- **Exercise aim**:
What is needed here is an exact repetition of the records below, beginning at the line that has "entries to show" and stopping after the line that has "fn get_logging_service() ->".
Start of Data extracts
//! Logs command - view and manage application logs

use anyhow::Result;
use clap::Subcommand;
use colored::Colorize;

use super::get_lifeos_dir;
use crate::output;
use lifeos_core::services::{EntryPoint, LoggingService};

#[derive(Subcommand)]
pub enum LogsCommands {
    /// Show recent log entries
    List {
        /// Number of entries to show
        #[arg(short, long, default_value = "50")]
        limit: usize,
        /// Show only errors
        #[arg(long)]
        errors: bool,
        /// Output as JSON
        #[arg(long)]
        json: bool,
    },
    /// Clear old log entries
    Clear {
        /// Delete logs older than N days
        #[arg(long, default_value = "30")]
        older_than_days: u64,
        /// Skip confirmation prompt
        #[arg(long, short = 'f')]
        force: bool,
        /// Output as JSON
        #[arg(long)]
        json: bool,
    },
    /// Copy the log database to a file for troubleshooting
    Export {
        /// Destination file
        output: std::path::PathBuf,
    },
    /// Show log statistics and database path
    Stats {
        /// Output as JSON
        #[arg(long)]
        json: bool,
    },
}

fn get_logging_service() -> Result<LoggingService> {
    let lifeos_dir = get_lifeos_dir();
    std::fs::create_dir_all(&lifeos_dir)?;
    LoggingService::new(&lifeos_dir, EntryPoint::Cli, env!("CARGO_PKG_VERSION"))
}

fn format_timestamp(timestamp_ms: i64) -> String {
    use chrono::{TimeZone, Utc};
    Utc.timestamp_millis_opt(timestamp_ms)
        .single()
        .map(|dt| dt.format("%Y-%m-%d %H:%M:%S").to_string())
        .unwrap_or_else(|| timestamp_ms.to_string())
}

pub fn run(command: LogsCommands) -> Result<()> {
    match command {
        LogsCommands::List { limit, errors, json } => {
            let service = get_logging_service()?;
            let entries = if errors {
                service.get_errors(limit)?
            } else {
                service.get_recent(limit)?
            };

            if json {
                println!("{}", serde_json::to_string_pretty(&entries)?);
                return Ok(());
            }

            if entries.is_empty() {
                println!("No log entries found.");
                return Ok(());
            }

            let mut table = output::create_table();
            table.set_header(vec!["Time", "Entry", "Event", "Context", "Error"]);

            for entry in entries {
                let context = [
                    entry.command.as_deref(),
                    entry.backup_name.as_deref(),
                ]
                .iter()
                .filter_map(|&s| s)
                .collect::<Vec<_>>()
                .join(", ");

                let error_indicator = if entry.error_message.is_some() {
                    "!".red().to_string()
                } else {
                    String::new()
                };

                table.add_row(vec![
                    format_timestamp(entry.timestamp),
                    entry.entry_point,
                    entry.event,
                    context,
                    error_indicator,
                ]);
            }

            println!("{}", table);

            // Show error details if any
            let errors_list = service.get_errors(5)?;
            if !errors_list.is_empty() && !errors {
                println!();
                println!("{}", "Recent Errors:".red().bold());
                for err in errors_list.iter().take(3) {
                    println!(
                        "  {} [{}]: {}",
                        format_timestamp(err.timestamp).dimmed(),
                        err.event,
                        err.error_message.as_deref().unwrap_or("Unknown error")
                    );
                }
            }
        }
        LogsCommands::Clear {
            older_than_days,
            force,
            json,
        } => {
            let service = get_logging_service()?;
            let cutoff_ms = chrono::Utc::now().timestamp_millis()
                - (older_than_days as i64 * 24 * 60 * 60 * 1000);

            if !force && !json {
                use dialoguer::Confirm;
                if !Confirm::new()
                    .with_prompt(format!(
                        "Delete logs older than {} days?",
                        older_than_days
                    ))
                    .default(false)
                    .interact()?
                {
                    println!("Cancelled.");
                    return Ok(());
                }
            }

            let deleted = service.delete_before(cutoff_ms)?;

            if json {
                println!("{}", serde_json::json!({"deleted": deleted}));
            } else {
                println!("Deleted {} log entries", deleted);
            }
        }
        LogsCommands::Export { output: target } => {
            let service = get_logging_service()?;
            let path = service.export(&target)?;
            output::success(&format!("Logs exported to {}", path.display()));
        }
        LogsCommands::Stats { json } => {
            let service = get_logging_service()?;
            let total = service.count()?;
            let errors = service.get_errors(1000)?.len();
            let db_path = service.db_path().to_path_buf();
            let size_bytes = std::fs::metadata(&db_path).map(|m| m.len()).unwrap_or(0);

            if json {
                println!(
                    "{}",
                    serde_json::json!({
                        "total_entries": total,
                        "error_count": errors,
                        "database_path": db_path.to_string_lossy(),
                        "database_size_bytes": size_bytes
                    })
                );
            } else {
                println!("{}", "Log Statistics".bold());
                println!("  Total entries: {}", total);
                println!("  Errors: {}", errors);
                println!("  Database: {}", db_path.display());
                println!("  Size: {}", output::format_size(size_bytes));
            }
        }
    }

    Ok(())
}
End of Data extracts
- **Answer to the exercise**:
        /// Number of entries to show
        #[arg(short, long, default_value = "50")]
        limit: usize,
        /// Show only errors
        #[arg(long)]
        errors: bool,
        /// Output as JSON
        #[arg(long)]
        json: bool,
    },
    /// Clear old log entries
    Clear {
        /// Delete logs older than N days
        #[arg(long, default_value = "30")]
        older_than_days: u64,
        /// Skip confirmation prompt
        #[arg(long, short = 'f')]
        force: bool,
        /// Output as JSON
        #[arg(long)]
        json: bool,
    },
    /// Copy the log database to a file for troubleshooting
    Export {
        /// Destination file
        output: std::path::PathBuf,
    },
    /// Show log statistics and database path
    Stats {
        /// Output as JSON
        #[arg(long)]
        json: bool,
    },
}

fn get_logging_service() -> Result<LoggingService> {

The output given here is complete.